This week, we will be changing format again, into stealing the Dana Gould Hour's format unsuccessfully. Halloween is the only holiday worth celebrating or observing, aside from Tom Cruise's anniversary of going clear, so we are having a second Halloween special. The movies we discuss in guest segments include:
David Brothers on Assault on Precinct 13 (1976)
Nina Stone on Village of The Damned (1995)
Jared Lewis on They Live (1988)
Morgan Jeske on Prince of Darkness (1987)
Katie Witzke on Escape From New York (1981)
John Keogh on In the Mouth of Madness (1995)
Brandon Graham, James Stokoe, & Marley Zarcone on Big Trouble In Little China (1986)
And finally Sloane Leong on The Thing (1982)
We also discuss: Dark Star (1974), The Philadelphia Experiment (1984), Halloween II (1982), The Fog (1980), Starman (1984), Christine (1983), Cigarette Burns (2005), Memoirs of an Invisible Man (1992), Escape From LA (1996), and Black Moon Rising (1986).
We somehow didn't discuss Halloween (1978), which is odd because it is kind of the key movie that got me obsessing over Carpenter, but if you listened to the show it should be obvious that Tucker is the one more readily available to discuss Carpenter as a whole and I'm mired down in specific films. Carpenter is the director that means the most to me, and I don't think I said that out loud on the show, or have the language to explain why. It's just... Carpenter makes movies that are easy to dig into on a film nerd level, on a genre level, for story or character, cinematography, music, editing special effects - you can pick what you are interested in. I think that after you go through that stuff, he's just a guy who tells stories in this consistent, thoughtful manner without calling attention to the style that makes him special when held against his peers. He is not the kind of social or political agitator that Cronenberg and Romero and the 70s/80s horror wave guys were, and he's not a populist storytelller - he's idiosyncratic in that he's someone creating personal work in plain sight because he likes to tell stories in genre structures.

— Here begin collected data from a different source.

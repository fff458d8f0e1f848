// ==========================================
// 库存分配引擎 - 分配结果缓存
// ==========================================
// 职责: 键值缓存 + 单条过期 + 容量淘汰 + 异步计算包装
// 过期: 读取时惰性判定；后台定时清理
// 淘汰: 满容量插入新键时，淘汰过期时间最近的一条（不是 LRU）
// 并发: 同一未命中键的并发请求只触发一次计算（in-flight 表）
// 失效: 清理时一并移除 in-flight 登记，已在进行的计算完成后不再写入
// ==========================================

use crate::cache::clock::{Clock, SystemClock};
use crate::cache::error::CacheError;
use crate::cache::key::CacheKey;
use crate::config::CacheConfig;
use chrono::{DateTime, Utc};
use futures::future::{BoxFuture, FutureExt, Shared};
use serde::Serialize;
use std::collections::HashMap;
use std::fmt;
use std::future::Future;
use std::sync::atomic::{AtomicU64, Ordering};
use std::sync::{Arc, Mutex, Weak};
use std::time::Duration;
use tokio::task::JoinHandle;
use tokio::time::MissedTickBehavior;
use tracing::{debug, warn};

type InFlight<V> = Shared<BoxFuture<'static, Result<V, CacheError>>>;

// ==========================================
// CacheEntry / CacheStats
// ==========================================

#[derive(Debug, Clone)]
pub struct CacheEntry<V> {
    pub key: String,
    pub payload: V,
    pub expires_at: DateTime<Utc>,
}

/// 缓存统计
#[derive(Debug, Clone, Copy, Default, PartialEq, Eq, Serialize)]
#[serde(rename_all = "camelCase")]
pub struct CacheStats {
    pub entries: usize,
    pub hits: u64,
    pub misses: u64,
    pub evictions: u64,
    pub expirations: u64,
    /// 加入已有 in-flight 计算的次数
    pub coalesced: u64,
}

struct CacheState<V> {
    entries: HashMap<String, CacheEntry<V>>,
    stats: CacheStats,
}

struct CacheInner<V> {
    state: Mutex<CacheState<V>>,
    /// 键 → (计算编号, 进行中的计算)
    in_flight: Mutex<HashMap<String, (u64, InFlight<V>)>>,
    next_flight_id: AtomicU64,
    clock: Arc<dyn Clock>,
    max_entries: usize,
    default_ttl: Duration,
}

// ==========================================
// AssignmentCache
// ==========================================

/// 显式构造、可克隆共享的缓存服务（克隆共享同一份存储）
pub struct AssignmentCache<V> {
    inner: Arc<CacheInner<V>>,
}

impl<V> Clone for AssignmentCache<V> {
    fn clone(&self) -> Self {
        Self {
            inner: Arc::clone(&self.inner),
        }
    }
}

impl<V> fmt::Debug for AssignmentCache<V> {
    fn fmt(&self, f: &mut fmt::Formatter<'_>) -> fmt::Result {
        f.debug_struct("AssignmentCache")
            .field("max_entries", &self.inner.max_entries)
            .field("default_ttl", &self.inner.default_ttl)
            .finish()
    }
}

impl<V> AssignmentCache<V>
where
    V: Clone + Send + Sync + 'static,
{
    /// 按配置创建（系统时钟）
    pub fn new(config: &CacheConfig) -> Self {
        Self::with_clock(
            config.max_entries,
            config.default_ttl(),
            Arc::new(SystemClock),
        )
    }

    /// 指定容量、默认TTL与时钟
    pub fn with_clock(max_entries: usize, default_ttl: Duration, clock: Arc<dyn Clock>) -> Self {
        Self {
            inner: Arc::new(CacheInner {
                state: Mutex::new(CacheState {
                    entries: HashMap::new(),
                    stats: CacheStats::default(),
                }),
                in_flight: Mutex::new(HashMap::new()),
                next_flight_id: AtomicU64::new(0),
                clock,
                max_entries: max_entries.max(1),
                default_ttl,
            }),
        }
    }

    // ==========================================
    // 基本读写
    // ==========================================

    /// 读取；过期条目在此删除并视为未命中
    pub fn get(&self, key: &CacheKey) -> Result<Option<V>, CacheError> {
        self.inner.lookup(&key.to_string())
    }

    /// 写入；ttl 为 None 时使用默认TTL
    pub fn set(&self, key: &CacheKey, payload: V, ttl: Option<Duration>) -> Result<(), CacheError> {
        self.inner
            .insert(key.to_string(), payload, ttl.unwrap_or(self.inner.default_ttl))
    }

    // ==========================================
    // 计算包装
    // ==========================================

    /// 命中直接返回；未命中时执行 compute 并按 ttl 写入
    ///
    /// 同一键已有计算在进行时，加入该计算而不是重新计算。
    /// 计算失败不写缓存，所有等待者得到同一个 ComputeFailed。
    pub async fn get_or_compute<F, Fut, E>(
        &self,
        key: &CacheKey,
        ttl: Option<Duration>,
        compute: F,
    ) -> Result<V, CacheError>
    where
        F: FnOnce() -> Fut,
        Fut: Future<Output = Result<V, E>> + Send + 'static,
        E: fmt::Display,
    {
        let key_str = key.to_string();
        if let Some(hit) = self.inner.lookup(&key_str)? {
            return Ok(hit);
        }

        let shared = {
            let mut in_flight = self
                .inner
                .in_flight
                .lock()
                .map_err(|e| CacheError::lock("in_flight", e))?;

            if let Some((_, existing)) = in_flight.get(&key_str) {
                debug!(key = %key_str, "加入进行中的计算");
                self.inner.record(|s| s.coalesced += 1);
                existing.clone()
            } else if let Some(hit) = self.inner.peek(&key_str)? {
                // 在两次加锁之间已有计算完成
                return Ok(hit);
            } else {
                let ttl = ttl.unwrap_or(self.inner.default_ttl);
                let weak: Weak<CacheInner<V>> = Arc::downgrade(&self.inner);
                let task_key = key_str.clone();
                let flight_id = self.inner.next_flight_id.fetch_add(1, Ordering::Relaxed);
                let fut = compute();

                let task = async move {
                    let outcome = fut.await.map_err(|e| CacheError::ComputeFailed {
                        key: task_key.clone(),
                        message: e.to_string(),
                    });
                    if let Some(inner) = weak.upgrade() {
                        inner.complete(&task_key, flight_id, &outcome, ttl);
                    }
                    outcome
                }
                .boxed()
                .shared();

                in_flight.insert(key_str.clone(), (flight_id, task.clone()));
                task
            }
        };

        shared.await
    }

    /// 把异步计算包装成带缓存的函数
    ///
    /// 参数整体作为键参数 "args"，命名空间区分不同计算
    pub fn wrap<A, F, Fut, E>(
        &self,
        namespace: impl AsRef<str>,
        ttl: Option<Duration>,
        compute: F,
    ) -> impl Fn(A) -> BoxFuture<'static, Result<V, CacheError>>
    where
        A: Serialize + Send + 'static,
        F: Fn(A) -> Fut + Send + Sync + 'static,
        Fut: Future<Output = Result<V, E>> + Send + 'static,
        E: fmt::Display + 'static,
    {
        let cache = self.clone();
        let namespace = namespace.as_ref().to_string();
        let compute = Arc::new(compute);

        move |args: A| {
            let cache = cache.clone();
            let namespace = namespace.clone();
            let compute = Arc::clone(&compute);
            async move {
                let key = CacheKey::new(&namespace).param("args", &args)?;
                cache.get_or_compute(&key, ttl, move || compute(args)).await
            }
            .boxed()
        }
    }

    // ==========================================
    // 清理
    // ==========================================

    /// 删除所有已过期条目，返回删除数量
    pub fn purge_expired(&self) -> Result<usize, CacheError> {
        self.inner.purge_expired()
    }

    /// 清空缓存（含进行中的计算登记）
    pub fn clear(&self) -> Result<usize, CacheError> {
        let mut in_flight = self.inner.lock_in_flight()?;
        let abandoned = in_flight.len();
        in_flight.clear();

        let mut state = self.inner.lock_state()?;
        let removed = state.entries.len();
        state.entries.clear();
        debug!(removed, abandoned, "缓存已清空");
        Ok(removed)
    }

    /// 清理某一命名空间下的所有条目
    pub fn clear_namespace(&self, namespace: impl AsRef<str>) -> Result<usize, CacheError> {
        let prefix = CacheKey::namespace_prefix(namespace.as_ref());
        let mut in_flight = self.inner.lock_in_flight()?;
        let flights_before = in_flight.len();
        in_flight.retain(|key, _| !key.starts_with(&prefix));
        let abandoned = flights_before - in_flight.len();

        let mut state = self.inner.lock_state()?;
        let before = state.entries.len();
        state.entries.retain(|key, _| !key.starts_with(&prefix));
        let removed = before - state.entries.len();
        debug!(namespace = namespace.as_ref(), removed, abandoned, "按命名空间清理缓存");
        Ok(removed)
    }

    /// 启动后台定时清理；缓存被释放后任务自行退出
    pub fn spawn_sweeper(&self, interval: Duration) -> JoinHandle<()> {
        let weak = Arc::downgrade(&self.inner);
        let period = interval.max(Duration::from_millis(1));

        tokio::spawn(async move {
            let mut ticker = tokio::time::interval(period);
            ticker.set_missed_tick_behavior(MissedTickBehavior::Delay);
            // 第一次 tick 立即返回
            ticker.tick().await;

            loop {
                ticker.tick().await;
                let Some(inner) = weak.upgrade() else {
                    debug!("缓存已释放，清理任务退出");
                    break;
                };
                match inner.purge_expired() {
                    Ok(0) => {}
                    Ok(removed) => debug!(removed, "后台清理过期缓存"),
                    Err(e) => warn!(error = %e, "后台清理缓存失败"),
                }
            }
        })
    }

    // ==========================================
    // 观测
    // ==========================================

    pub fn len(&self) -> Result<usize, CacheError> {
        Ok(self.inner.lock_state()?.entries.len())
    }

    pub fn is_empty(&self) -> Result<bool, CacheError> {
        Ok(self.len()? == 0)
    }

    pub fn stats(&self) -> Result<CacheStats, CacheError> {
        let state = self.inner.lock_state()?;
        Ok(CacheStats {
            entries: state.entries.len(),
            ..state.stats
        })
    }

    /// 当前 in-flight 计算数
    pub fn in_flight_count(&self) -> Result<usize, CacheError> {
        Ok(self.inner.lock_in_flight()?.len())
    }
}

impl<V> CacheInner<V>
where
    V: Clone + Send + Sync + 'static,
{
    fn lock_state(&self) -> Result<std::sync::MutexGuard<'_, CacheState<V>>, CacheError> {
        self.state.lock().map_err(|e| CacheError::lock("state", e))
    }

    /// 加锁顺序: in_flight → state
    fn lock_in_flight(
        &self,
    ) -> Result<std::sync::MutexGuard<'_, HashMap<String, (u64, InFlight<V>)>>, CacheError> {
        self.in_flight.lock().map_err(|e| CacheError::lock("in_flight", e))
    }

    fn record(&self, f: impl FnOnce(&mut CacheStats)) {
        if let Ok(mut state) = self.state.lock() {
            f(&mut state.stats);
        }
    }

    /// 读取并统计命中/未命中
    fn lookup(&self, key: &str) -> Result<Option<V>, CacheError> {
        let now = self.clock.now();
        let mut guard = self.lock_state()?;
        let state = &mut *guard;

        match state.entries.get(key) {
            None => {
                state.stats.misses += 1;
                Ok(None)
            }
            Some(entry) if now < entry.expires_at => {
                state.stats.hits += 1;
                Ok(Some(entry.payload.clone()))
            }
            Some(_) => {
                state.entries.remove(key);
                state.stats.expirations += 1;
                state.stats.misses += 1;
                debug!(key, "缓存条目已过期");
                Ok(None)
            }
        }
    }

    /// 读取但不计入统计（用于加锁后的二次检查）
    fn peek(&self, key: &str) -> Result<Option<V>, CacheError> {
        let now = self.clock.now();
        let state = self.lock_state()?;
        Ok(state
            .entries
            .get(key)
            .filter(|entry| now < entry.expires_at)
            .map(|entry| entry.payload.clone()))
    }

    fn insert(&self, key: String, payload: V, ttl: Duration) -> Result<(), CacheError> {
        let delta = chrono::Duration::from_std(ttl).map_err(|_| CacheError::InvalidTtl(ttl))?;
        let expires_at = self
            .clock
            .now()
            .checked_add_signed(delta)
            .ok_or(CacheError::InvalidTtl(ttl))?;

        let mut state = self.lock_state()?;

        if !state.entries.contains_key(&key) && state.entries.len() >= self.max_entries {
            // 淘汰过期时间最近的一条；同时刻按键排序保证确定性
            let victim = state
                .entries
                .values()
                .min_by(|a, b| {
                    a.expires_at
                        .cmp(&b.expires_at)
                        .then_with(|| a.key.cmp(&b.key))
                })
                .map(|entry| entry.key.clone());

            if let Some(victim) = victim {
                state.entries.remove(&victim);
                state.stats.evictions += 1;
                debug!(evicted = %victim, "缓存已满，淘汰最近过期条目");
            }
        }

        state.entries.insert(
            key.clone(),
            CacheEntry {
                key,
                payload,
                expires_at,
            },
        );
        Ok(())
    }

    fn purge_expired(&self) -> Result<usize, CacheError> {
        let now = self.clock.now();
        let mut state = self.lock_state()?;
        let before = state.entries.len();
        state.entries.retain(|_, entry| now < entry.expires_at);
        let removed = before - state.entries.len();
        state.stats.expirations += removed as u64;
        Ok(removed)
    }

    /// in-flight 计算完成: 登记仍有效且成功时写缓存，随后移出 in-flight 表
    ///
    /// 计算期间该键已被清理（登记被移除或被新计算替换）时，结果只返回给等待者
    fn complete(&self, key: &str, flight_id: u64, outcome: &Result<V, CacheError>, ttl: Duration) {
        let mut in_flight = match self.lock_in_flight() {
            Ok(guard) => guard,
            Err(e) => {
                warn!(key, error = %e, "in_flight 锁获取失败");
                return;
            }
        };

        if in_flight.get(key).map(|(id, _)| *id) != Some(flight_id) {
            debug!(key, "计算期间缓存已失效，结果不写入");
            return;
        }

        if let Ok(payload) = outcome {
            if let Err(e) = self.insert(key.to_string(), payload.clone(), ttl) {
                warn!(key, error = %e, "计算结果写入缓存失败");
            }
        }
        in_flight.remove(key);
    }
}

His politics isn't easily classifiable as left or right, his portrayal of men and women is consistent and nuanced in times and places where that's nearly impossible to find. The level of control he has on many of his greatest works -- acting as writer/director/editor/composer and sometimes producer -- contrasts against him being both an independent filmmaker and someone who took multiple shots at studio gold (those pictures being some of his most difficult and most successful). He's what I wish all directors were, and few are. He also has a streak of great movies -- major and minor works, but each of them legitimately great -- unparalelled in modern cinema. Carpenter is truly great, and as you can tell even after the longest podcast we'll ever do, we're still going to keep talking about him every opportunity we can get.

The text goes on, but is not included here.